Mas, em que pese todo esse lado racional, como não amar o álbum?
Alguém até poderia argumentar que, a longuíssimo prazo, o investimento pode ser interessante. No site Estante Virtual, por exemplo, há gente tentando vender o álbum da Copa de 1962 por R$1259, o da Copa de 1970 por R$1300 e o da Copa de 1974 por R$ 590 (uma pechincha justificada pela ausência de 114 dos 297 cromos necessários para que a edição daquele ano estivesse completa). No entanto, tratar a coleção como um investimento para as décadas seguintes seria um argumento totalmente ridículo.

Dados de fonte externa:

pub mod db;
use std::env;
use std::fs;
use std::path::Path;

fn main() {
    println!("cargo:rerun-if-changed=../../config.toml");

    // Get the output directory where the binary will be placed
    let out_dir = env::var("OUT_DIR").unwrap();
    let profile = env::var("PROFILE").unwrap(); // "debug" or "release"
    
    // Construct path to target/debug or target/release
    // OUT_DIR is typically: target/debug/build/backend-xxx/out
    // We need to go to: target/debug or target/release
    let out_path = Path::new(&out_dir);
    let target_dir = out_path
        .ancestors()
        .find(|p| p.ends_with(&profile))
        .expect("Could not find target profile directory");

    // Source config.toml from workspace root
    let workspace_root = Path::new(env!("CARGO_MANIFEST_DIR"))
        .parent()
        .and_then(|p| p.parent())
        .expect("Could not find workspace root");
    
    let source_config = workspace_root.join("config.toml");
    let dest_config = target_dir.join("config.toml");

    // Copy config.toml if it exists
    if source_config.exists() {
        fs::copy(&source_config, &dest_config)
            .unwrap_or_else(|e| panic!("Failed to copy config.toml: {}", e));
        println!("cargo:warning=Copied config.toml to {:?}", dest_config);
    } else {
        println!("cargo:warning=config.toml not found at {:?}, using default config", source_config);
    }
}

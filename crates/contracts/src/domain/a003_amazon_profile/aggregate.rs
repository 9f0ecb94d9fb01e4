use crate::domain::a002_amazon_marketplace::aggregate::AmazonMarketplaceId;
use crate::domain::a006_catalog_product::aggregate::CatalogProductId;
use crate::domain::common::{AggregateId, BaseAggregate};
use serde::{Deserialize, Serialize};
use uuid::Uuid;

#[derive(Debug, Clone, Copy, PartialEq, Eq, Hash, Serialize, Deserialize)]
pub struct AmazonProfileId(pub Uuid);

impl AmazonProfileId {
    pub fn new(value: Uuid) -> Self {
        Self(value)
    }

    pub fn new_v4() -> Self {
        Self(Uuid::new_v4())
    }

    pub fn value(&self) -> Uuid {
        self.0
    }
}

impl AggregateId for AmazonProfileId {
    fn as_string(&self) -> String {
        self.0.to_string()
    }

    fn from_string(s: &str) -> Result<Self, String> {
        Uuid::parse_str(s)
            .map(AmazonProfileId::new)
            .map_err(|e| format!("Invalid UUID: {}", e))
    }
}

/// Who packs and ships the product
#[derive(Debug, Clone, Copy, PartialEq, Eq, Serialize, Deserialize)]
pub enum FulfillmentBy {
    #[serde(rename = "AFN")]
    Amazon,
    #[serde(rename = "MFN")]
    Merchant,
}

impl FulfillmentBy {
    pub fn as_str(&self) -> &'static str {
        match self {
            Self::Amazon => "AFN",
            Self::Merchant => "MFN",
        }
    }

    pub fn from_str_opt(s: &str) -> Option<Self> {
        match s {
            "AFN" => Some(Self::Amazon),
            "MFN" => Some(Self::Merchant),
            _ => None,
        }
    }
}

impl Default for FulfillmentBy {
    fn default() -> Self {
        Self::Merchant
    }
}

/// Amazon-specific augmentation of a catalog product. One profile per
/// product; the SKU is the stable cross-system key, the ASIN arrives
/// asynchronously after a catalog lookup.
#[derive(Debug, Clone, Serialize, Deserialize)]
pub struct AmazonProfile {
    #[serde(flatten)]
    pub base: BaseAggregate<AmazonProfileId>,

    pub product: CatalogProductId,
    /// Seller SKU, unique per seller
    pub sku: String,
    /// Populated once the product has round-tripped through Amazon
    pub asin: Option<String>,
    pub product_tax_code: Option<String>,
    /// When the product becomes searchable
    pub launch_date: Option<chrono::DateTime<chrono::Utc>>,
    /// When the product becomes buyable
    pub release_date: Option<chrono::DateTime<chrono::Utc>>,
    pub item_package_quantity: Option<i32>,
    pub number_of_items: Option<i32>,
    pub fulfillment_by: FulfillmentBy,
    /// Marketplaces this product is listed on
    pub marketplaces: Vec<AmazonMarketplaceId>,
}

impl AmazonProfile {
    pub fn new_for_insert(product: CatalogProductId, sku: String) -> Self {
        Self {
            base: BaseAggregate::new(AmazonProfileId::new_v4(), String::new(), sku.clone()),
            product,
            sku,
            asin: None,
            product_tax_code: None,
            launch_date: None,
            release_date: None,
            item_package_quantity: None,
            number_of_items: None,
            fulfillment_by: FulfillmentBy::default(),
            marketplaces: Vec::new(),
        }
    }

    pub fn before_write(&mut self) {
        self.base.touch();
    }
}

Fosse o mundo feito de homens-planilha, a Pannini não conseguiria vender um pacotinho de figurinhas sequer. Mas, como sabemos, ainda há quem se preocupe mais com a diversão do que com a apática racionalidade dos números – pelo menos em alguns casos, pelo menos de quatro em quatro anos. Sou um desses. Em 2002, com toda a maturidade dos meus 15 anos, cedi ao lado cerebral e não colecionei o álbum da Copa do Japão e da Coreia; preferi comprar um frio almanaque com todas as informações precisas, completas e a um preço muito mais em conta. Me arrependo profundamente. Não há magia alguma naquela joça.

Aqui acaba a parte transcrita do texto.